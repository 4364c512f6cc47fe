//! Settle-delay timer for automatic scene advance.
//!
//! At most one advance is armed. Expiries are delivered on a channel owned by
//! the session loop and carry the ticket they were armed with, so an expiry
//! that raced a [`disarm`](AutoAdvanceTimer::disarm) is recognised and
//! dropped by [`take_if_current`](AutoAdvanceTimer::take_if_current).

use std::time::Duration;

use tokio::sync::mpsc;
use tokio::task::JoinHandle;
use tracing::debug;
use uuid::Uuid;

/// Expiry of an armed settle delay.
#[derive(Debug, Clone, Copy, PartialEq, Eq)]
pub struct AutoAdvanceDue {
    /// Ticket issued by [`AutoAdvanceTimer::arm`].
    pub ticket: u64,
    /// Event that scheduled the advance.
    pub causation_id: Uuid,
    /// Correlation ID of the command that started the narration.
    pub correlation_id: Uuid,
}

#[derive(Debug)]
struct Armed {
    ticket: u64,
    task: JoinHandle<()>,
}

/// One-shot, cancellable settle-delay timer.
#[derive(Debug)]
pub struct AutoAdvanceTimer {
    due: mpsc::UnboundedSender<AutoAdvanceDue>,
    armed: Option<Armed>,
    last_ticket: u64,
}

impl AutoAdvanceTimer {
    /// Creates a disarmed timer that reports expiries on `due`.
    #[must_use]
    pub fn new(due: mpsc::UnboundedSender<AutoAdvanceDue>) -> Self {
        Self {
            due,
            armed: None,
            last_ticket: 0,
        }
    }

    /// Arms the timer, replacing any advance already armed.
    ///
    /// # Panics
    ///
    /// Panics if called outside a Tokio runtime.
    pub fn arm(&mut self, delay: Duration, causation_id: Uuid, correlation_id: Uuid) -> u64 {
        self.disarm();
        self.last_ticket += 1;
        let ticket = self.last_ticket;
        let due = self.due.clone();
        let task = tokio::spawn(async move {
            tokio::time::sleep(delay).await;
            // A closed channel means the session has ended.
            let _ = due.send(AutoAdvanceDue {
                ticket,
                causation_id,
                correlation_id,
            });
        });
        debug!(ticket, ?delay, "auto-advance armed");
        self.armed = Some(Armed { ticket, task });
        ticket
    }

    /// Cancels the armed advance. Returns false if nothing was armed.
    pub fn disarm(&mut self) -> bool {
        let Some(armed) = self.armed.take() else {
            return false;
        };
        armed.task.abort();
        debug!(ticket = armed.ticket, "auto-advance disarmed");
        true
    }

    /// Whether an advance is armed.
    #[must_use]
    pub fn is_armed(&self) -> bool {
        self.armed.is_some()
    }

    /// Consumes `due` if it belongs to the armed advance.
    pub fn take_if_current(&mut self, due: &AutoAdvanceDue) -> bool {
        match &self.armed {
            Some(armed) if armed.ticket == due.ticket => {
                self.armed = None;
                true
            }
            _ => {
                debug!(ticket = due.ticket, "discarding stale auto-advance");
                false
            }
        }
    }
}

impl Drop for AutoAdvanceTimer {
    fn drop(&mut self) {
        self.disarm();
    }
}
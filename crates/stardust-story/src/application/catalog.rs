//! In-memory catalog of playable stories, keyed by slug.

use std::collections::BTreeMap;
use std::path::Path;
use std::sync::Arc;

use serde::Serialize;
use stardust_core::error::DomainError;
use tracing::info;

use super::loader::{StoryFormat, load_story_file};
use crate::domain::demo::{DEMO_SLUG, demo_story};
use crate::domain::story::Story;

/// Listing entry for a catalogued story.
#[derive(Debug, Clone, PartialEq, Eq, Serialize)]
pub struct StorySummary {
    /// Catalog key.
    pub slug: String,
    /// Story title.
    pub title: String,
    /// Informational age label.
    pub age_range: String,
    /// Number of scenes.
    pub scene_count: usize,
    /// Reading time rounded to whole minutes.
    pub estimated_minutes: u64,
}

/// Stories available for playback.
#[derive(Debug, Clone, Default)]
pub struct StoryCatalog {
    stories: BTreeMap<String, Arc<Story>>,
}

impl StoryCatalog {
    /// Creates an empty catalog.
    #[must_use]
    pub fn new() -> Self {
        Self::default()
    }

    /// Creates a catalog holding only the demo story.
    #[must_use]
    pub fn with_demo() -> Self {
        let mut catalog = Self::new();
        catalog.insert(DEMO_SLUG, demo_story());
        catalog
    }

    /// Registers a story, returning the one it replaced.
    pub fn insert(&mut self, slug: impl Into<String>, story: Story) -> Option<Arc<Story>> {
        self.stories.insert(slug.into(), Arc::new(story))
    }

    /// Looks up a story by slug.
    ///
    /// # Errors
    ///
    /// Returns `DomainError::StoryNotFound` if the slug is unknown.
    pub fn get(&self, slug: &str) -> Result<Arc<Story>, DomainError> {
        self.stories
            .get(slug)
            .cloned()
            .ok_or_else(|| DomainError::StoryNotFound(slug.to_owned()))
    }

    /// Summaries of every story, ordered by slug.
    #[must_use]
    pub fn summaries(&self) -> Vec<StorySummary> {
        self.stories
            .iter()
            .map(|(slug, story)| StorySummary {
                slug: slug.clone(),
                title: story.title().to_owned(),
                age_range: story.age_range().to_owned(),
                scene_count: story.scene_count(),
                estimated_minutes: story.estimated_minutes(),
            })
            .collect()
    }

    /// Number of catalogued stories.
    #[must_use]
    pub fn len(&self) -> usize {
        self.stories.len()
    }

    /// Returns true when the catalog is empty.
    #[must_use]
    pub fn is_empty(&self) -> bool {
        self.stories.is_empty()
    }

    /// Loads every story document in `dir`. The slug is the file stem.
    /// Files with other extensions are skipped.
    ///
    /// # Errors
    ///
    /// Returns `DomainError::Infrastructure` if the directory cannot be read
    /// and `DomainError::Validation` for the first malformed document.
    pub async fn load_dir(&mut self, dir: &Path) -> Result<usize, DomainError> {
        let mut entries = tokio::fs::read_dir(dir).await.map_err(|e| {
            DomainError::Infrastructure(format!("failed to read {}: {e}", dir.display()))
        })?;

        let mut loaded = 0;
        while let Some(entry) = entries.next_entry().await.map_err(|e| {
            DomainError::Infrastructure(format!("failed to read {}: {e}", dir.display()))
        })? {
            let path = entry.path();
            if StoryFormat::from_path(&path).is_none() {
                continue;
            }
            let Some(slug) = path.file_stem().map(|s| s.to_string_lossy().into_owned()) else {
                continue;
            };
            let story = load_story_file(&path).await?;
            info!(slug = %slug, title = %story.title(), scenes = story.scene_count(), "loaded story");
            self.insert(slug, story);
            loaded += 1;
        }
        Ok(loaded)
    }
}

## WORK INSTRUCTIONS
Reproduce, word for word, the lines of the data from the one that contains "let Some(slug) = path.file_stem().map(|s|" to the end, both ends included.

## WRITTEN SOLUTION
            let Some(slug) = path.file_stem().map(|s| s.to_string_lossy().into_owned()) else {
                continue;
            };
            let story = load_story_file(&path).await?;
            info!(slug = %slug, title = %story.title(), scenes = story.scene_count(), "loaded story");
            self.insert(slug, story);
            loaded += 1;
        }
        Ok(loaded)
    }
}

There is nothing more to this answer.